I worked in a big aerospace plant for 3 years, back in the 80's.  I had to breathe second-hand  smoke from my supervisor & another employee for 8 hours/day, 5 days/week.  I had a bad headache every weekend.  I probably had such a bad reaction to smoke because I had quit smoking a few years earlier.
Then, laws were passed in the workplace that said any employee had the right to demand a smoke-free work environment - which was a really stupid way to structure the law because it created problems among employees who smoked & those who didn't smoke.
My supervisor immediately warned me that _"If I asked for a smoke-free work environment, my services would no longer be needed."_


----------



## Aunt Marg (Dec 21, 2020)

win231 said:


> I worked in a big aerospace plant for 3 years, back in the 80's.  I had to breathe second-hand  smoke from my supervisor & another employee for 8 hours/day, 5 days/week.  I had a bad headache every weekend.  I probably had such a bad reaction to smoke because I had quit smoking a few years earlier.
> Then, laws were passed in the workplace that said any employee had the right to demand a smoke-free work environment - which was a really stupid way to structure the law because it created problems among employees who smoked & those who didn't smoke.
> My supervisor immediately warned me that _"If I asked for a smoke-free work environment, my services would no longer be needed."_


We're you unionized at the time, Win?


----------



## MarciKS (Dec 21, 2020)

one of the cooks is so mad that he got covid he's planning to go straight to the ceo's office when he gets back to work.


----------



## Aunt Marg (Dec 21, 2020)

MarciKS said:


> one of the cooks is so mad that he got covid he's planning to go straight to the ceo's office when he gets back to work.


The problem with that is, all that will be extended to the cook is lip-service.

In order to make strides you have to document workplace violations and then present it to your union or other officials that will act on it.


----------



## MarciKS (Dec 22, 2020)

Aunt Marg said:


> The problem with that is, all that will be extended to the cook is lip-service.
> 
> In order to make strides you have to document workplace violations and then present it to your union or other officials that will act on it.

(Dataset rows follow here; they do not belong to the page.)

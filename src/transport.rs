//! Authentication driver.
//!
//! The retry loop is owned here, on the transport side: the remote issues a
//! challenge (the allowed types), the negotiator answers with one credential,
//! the remote accepts or rejects it. The negotiator itself only guarantees
//! deterministic per-call behaviour and the single SSH agent attempt.

use crate::credential::{AllowedTypes, CredentialBackend, CredentialNegotiator, EnvSource};
use crate::errors::AuthError;
use crate::session::{AuthRequest, NegotiationSession};

/// Outcome of offering a credential to the remote.
#[derive(Clone, Copy, Debug, PartialEq, Eq)]
pub enum Verdict {
    Accepted,
    Rejected,
}

/// Remote side of an authentication exchange.
pub trait Transport {
    type Credential;

    fn url(&self) -> &str;

    /// Username embedded in the remote URL (`user@host`), if any.
    fn username_from_url(&self) -> Option<&str>;

    /// Schemes the remote accepts for the next attempt, or `None` once it has
    /// nothing left to offer.
    fn challenge(&mut self) -> Option<AllowedTypes>;

    /// Present a credential. Transport failures come back as
    /// [`AuthError::TransportError`].
    fn offer(&mut self, credential: Self::Credential) -> Result<Verdict, AuthError>;
}

/// Run challenges until a credential is accepted.
///
/// A negotiation failure only ends the current attempt: the remote is
/// challenged again and may offer a scheme the session can answer. Every
/// round counts toward `max_attempts`, offered or not. Running out of
/// challenges or attempts yields [`AuthError::UnableToAuthenticate`].
/// Transport errors are returned unchanged.
pub fn authenticate<T, B, E>(
    transport: &mut T,
    negotiator: &CredentialNegotiator<B, E>,
    session: &mut NegotiationSession,
    max_attempts: usize,
) -> Result<(), AuthError>
where
    T: Transport,
    B: CredentialBackend<Credential = T::Credential>,
    E: EnvSource,
{
    let mut attempts = 0;
    let mut last_error = None;
    while attempts < max_attempts {
        let Some(allowed_types) = transport.challenge() else {
            tracing::debug!(attempts, "remote has no further authentication schemes");
            break;
        };
        attempts += 1;

        let negotiated = {
            let request = AuthRequest::new(
                transport.url(),
                transport.username_from_url(),
                allowed_types,
            );
            negotiator.negotiate(session, &request)
        };
        let credential = match negotiated {
            Ok(credential) => credential,
            Err(e) => {
                tracing::debug!(attempts, error = %e, "no credential for this challenge");
                last_error = Some(e);
                continue;
            }
        };

        match transport.offer(credential)? {
            Verdict::Accepted => {
                tracing::debug!(attempts, "authenticated");
                return Ok(());
            }
            Verdict::Rejected => {
                tracing::debug!(attempts, "credential rejected by remote");
            }
        }
    }
    match last_error {
        Some(e) => tracing::warn!(attempts, error = %e, "authentication failed"),
        None => tracing::warn!(attempts, "authentication failed"),
    }
    Err(AuthError::UnableToAuthenticate)
}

We have no union and nobody is gonna act on it because they don't give a crap. All they're concerned about is having bodies to fill the shifts and help them earn their money.


----------



## Aunt Marg (Dec 22, 2020)

MarciKS said:


> We have no union and nobody is gonna act on it because they don't give a crap. All they're concerned about is having bodies to fill the shifts and help them earn their money.


That's a shame...


----------



## Sunny (Dec 22, 2020)

It's probably very hard to pin down infection percentage rates in general. But one statistic I keep seeing is the number of deaths and hospitalizations, analyzed by age of patient. Obviously, the overwhelming number of really bad outcomes is from older people, apparently the older the worse.  I think they've got a pretty good handle on that, numerically.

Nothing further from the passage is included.